Каждая подотрасль Большой химии, а их было восемнадцать, имела свою научно-исследовательскую и проектную базу. Одна только полимерная химия, к примеру, располагала крупными институтами в Москве, Ленинграде, Владимире, Кемерове, Полоцке, Донецке, Ростове-на-Дону и других городах. От этого золотого фонда сегодня мало что осталось, поэтому в области научных исследований в полимерной химии наша страна отброшена на десятилетия назад.

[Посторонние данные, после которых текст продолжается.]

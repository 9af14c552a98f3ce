pub mod error_body;
pub mod pagination;
use serde::{de::DeserializeOwned, Serialize};
use std::fmt::Debug;

/// Server-assigned numeric identifier shared by every entity
pub type EntityId = i64;

/// Trait for records managed through the admin entity stores
///
/// Implementors are plain data mirrored from the REST backend; the only
/// thing the stores need to know about them is their identifier.
pub trait Entity:
    Clone + Debug + PartialEq + Serialize + DeserializeOwned + Send + Sync + 'static
{
    /// Get the record id
    fn id(&self) -> EntityId;
}

/// Implement [`Entity`] for structs with a public `id: EntityId` field
#[macro_export]
macro_rules! impl_entity {
    ($($ty:ty),+ $(,)?) => {
        $(
            impl $crate::domain::common::Entity for $ty {
                fn id(&self) -> $crate::domain::common::EntityId {
                    self.id
                }
            }
        )+
    };
}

Затраты на науку в системе Минхимпрома СССР были сравнимы с финансированием союзной Академии наук в целом. Причем Костандов настаивал на консолидации научных сил отрасли с академической и вузовской наукой. Именно с его подачи появились отраслевые лаборатории в вузах, ежегодно формировались программы научно-исследовательских работ совместно с Академией наук СССР и союзных республик.
Нельзя припомнить, чтобы мало-мальски значимое совещание проходило без участия ведущих специалистов. Почти на каждом заседании коллегии министерства рассматривалась работа одного из отраслевых институтов. Более того, по инициативе Леонида Аркадьевича в министерстве создали корпус главных химиков, ставших постоянными советниками министра, которые, как и главные инженеры проектов, были наделены широкими полномочиями. Главные химики регулярно встречались с Костандовым — и поодиночке, и на заседаниях, когда обсуждали сложные и горячие темы, например — программу создания космического корабля многоразового использования «Буран». Каждый из главных химиков старался выглядеть поубедительнее, сделать свой вклад в общую разработку темы повесомее, а заказчики из отрасли присматривались, с кем дальше работать по этой программе.
Всё это, разумеется, сыграло положительную роль в промышленном рывке: в 1971–1985 годах темпы роста производства химической продукции в 1,5–1,7 раза превышали темпы роста производства всей промышленной продукции страны.
В химической промышленности более 50 институтов занимались сбором и обобщением информации о том, какие химические продукты и изделия нужны другим отраслям промышленности и обычным потребителям. Тщательно следили за всем, что творится в мире, интересовались областями применения новых химических продуктов за рубежом. В этой серьезной большой работе участвовали тысячи человек. Без нее невозможно было ответить на важнейший вопрос экономической стратегии: как правильно развивать химическую промышленность? Исследованная в институтах потребность всех отраслей экономики в продуктах Большой химии становилась той канвой, на основе которой Костандов с коллегами составлял перспективный план развития химической отрасли.
Костандов тщательно отслеживал, что нового появляется на Западе. Часто он старался создавать новые материалы и технологии по аналогии с западными образцами, опираясь на свою отраслевую науку. То есть там, где можно было обойтись без участия Запада, он это делал. Он был убежден, что если нет своих новейших технологий, то надо пытаться воспроизводить западные собственными силами. Есть много историй на эту тему.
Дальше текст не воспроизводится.